Records from a dataset:

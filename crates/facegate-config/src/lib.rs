use std::fs;
use std::io;
use std::path::{Path, PathBuf};
use std::time::Duration;

use serde::Deserialize;
use thiserror::Error;

pub const PRIMARY_CONFIG_PATH: &str = "/etc/facegate/config.toml";
pub const SECONDARY_CONFIG_PATH: &str = "/usr/local/etc/facegate/config.toml";
/// Euclidean distance below which dlib's ResNet encoder considers two faces the same person.
pub const DEFAULT_MATCH_THRESHOLD: f64 = 0.6;
pub const DEFAULT_EMBEDDING_DIM: usize = 128;
pub const DEFAULT_EMBEDDING_STORE_DIR: &str = "/var/lib/facegate/identities";
pub const DEFAULT_NOTES_STORE_DIR: &str = "/var/lib/facegate/notes";
pub const DEFAULT_JITTERS: u32 = 1;
pub const DEFAULT_TOKEN_TTL_SECS: u64 = 3600;

#[derive(Debug, Clone, Deserialize, Default)]
#[serde(deny_unknown_fields)]
pub struct ConfigFile {
    pub match_threshold: Option<f64>,
    pub embedding_dim: Option<usize>,
    pub embedding_store_dir: Option<PathBuf>,
    pub notes_store_dir: Option<PathBuf>,
    pub store_key_file: Option<PathBuf>,
    pub landmark_model: Option<PathBuf>,
    pub encoder_model: Option<PathBuf>,
    pub jitters: Option<u32>,
    pub token_secret_file: Option<PathBuf>,
    pub token_ttl_secs: Option<u64>,
}

#[derive(Debug, Clone, PartialEq)]
pub struct ResolvedConfig {
    pub match_threshold: f64,
    pub embedding_dim: usize,
    pub embedding_store_dir: PathBuf,
    pub notes_store_dir: PathBuf,
    pub store_key_file: Option<PathBuf>,
    pub landmark_model: Option<PathBuf>,
    pub encoder_model: Option<PathBuf>,
    pub jitters: u32,
    pub token_secret_file: Option<PathBuf>,
    pub token_ttl: Duration,
}

impl ResolvedConfig {
    pub fn from_raw(raw: ConfigFile) -> Self {
        Self {
            match_threshold: raw.match_threshold.unwrap_or(DEFAULT_MATCH_THRESHOLD),
            embedding_dim: raw.embedding_dim.unwrap_or(DEFAULT_EMBEDDING_DIM),
            embedding_store_dir: raw
                .embedding_store_dir
                .unwrap_or_else(|| PathBuf::from(DEFAULT_EMBEDDING_STORE_DIR)),
            notes_store_dir: raw
                .notes_store_dir
                .unwrap_or_else(|| PathBuf::from(DEFAULT_NOTES_STORE_DIR)),
            store_key_file: raw.store_key_file,
            landmark_model: raw.landmark_model,
            encoder_model: raw.encoder_model,
            jitters: raw.jitters.unwrap_or(DEFAULT_JITTERS),
            token_secret_file: raw.token_secret_file,
            token_ttl: Duration::from_secs(
                raw.token_ttl_secs.unwrap_or(DEFAULT_TOKEN_TTL_SECS).max(1),
            ),
        }
    }

    /// Rejects values that would make every comparison trivially pass or fail.
    pub fn validate(&self, source: &Path) -> Result<(), ConfigError> {
        if !self.match_threshold.is_finite() || self.match_threshold <= 0.0 {
            return Err(ConfigError::Invalid {
                path: source.to_path_buf(),
                message: format!(
                    "match_threshold must be a positive number (found {})",
                    self.match_threshold
                ),
            });
        }
        if self.embedding_dim == 0 {
            return Err(ConfigError::Invalid {
                path: source.to_path_buf(),
                message: "embedding_dim must be greater than zero".into(),
            });
        }
        Ok(())
    }
}

impl Default for ResolvedConfig {
    fn default() -> Self {
        Self::from_raw(ConfigFile::default())
    }
}

#[derive(Debug, Clone)]
pub struct LoadedConfig {
    pub contents: ConfigFile,
    pub source: PathBuf,
}

impl LoadedConfig {
    pub fn new(contents: ConfigFile, source: PathBuf) -> Self {
        Self { contents, source }
    }

    pub fn source(&self) -> &Path {
        &self.source
    }
}

#[derive(Debug, Clone)]
pub struct ResolvedConfigWithSource {
    pub resolved: ResolvedConfig,
    pub source: Option<PathBuf>,
}

#[derive(Debug, Error)]
pub enum ConfigError {
    #[error("failed to read {path}: {source}")]
    Read {
        path: PathBuf,
        #[source]
        source: io::Error,
    },
    #[error("failed to parse {path}: {message}")]
    Parse { path: PathBuf, message: String },
    #[error("invalid configuration in {path}: {message}")]
    Invalid { path: PathBuf, message: String },
}

pub fn default_paths() -> [PathBuf; 2] {
    [
        PathBuf::from(PRIMARY_CONFIG_PATH),
        PathBuf::from(SECONDARY_CONFIG_PATH),
    ]
}

pub fn load_config() -> Result<Option<LoadedConfig>, ConfigError> {
    load_from_paths(&default_paths())
}

pub fn load_resolved_config() -> Result<ResolvedConfigWithSource, ConfigError> {
    load_resolved_from_paths(&default_paths())
}

pub fn load_from_paths(paths: &[PathBuf]) -> Result<Option<LoadedConfig>, ConfigError> {
    for path in paths {
        match fs::read_to_string(path) {
            Ok(contents) => {
                let parsed =
                    toml::from_str::<ConfigFile>(&contents).map_err(|err| ConfigError::Parse {
                        path: path.clone(),
                        message: err.to_string(),
                    })?;
                return Ok(Some(LoadedConfig::new(parsed, path.clone())));
            }
            Err(err) if err.kind() == io::ErrorKind::NotFound => continue,
            Err(err) => {
                return Err(ConfigError::Read {
                    path: path.clone(),
                    source: err,
                })
            }
        }
    }

    Ok(None)
}

pub fn load_resolved_from_paths(
    paths: &[PathBuf],
) -> Result<ResolvedConfigWithSource, ConfigError> {
    match load_from_paths(paths)? {
        Some(entry) => {
            let resolved = ResolvedConfig::from_raw(entry.contents);
            resolved.validate(&entry.source)?;
            Ok(ResolvedConfigWithSource {
                resolved,
                source: Some(entry.source),
            })
        }
        None => Ok(ResolvedConfigWithSource {
            resolved: ResolvedConfig::default(),
            source: None,
        }),
    }
}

— TO DO —
Scan the entries above and show each line that contains the word "validate".

— YOUR RESPONSE —
    pub fn validate(&self, source: &Path) -> Result<(), ConfigError> {
            resolved.validate(&entry.source)?;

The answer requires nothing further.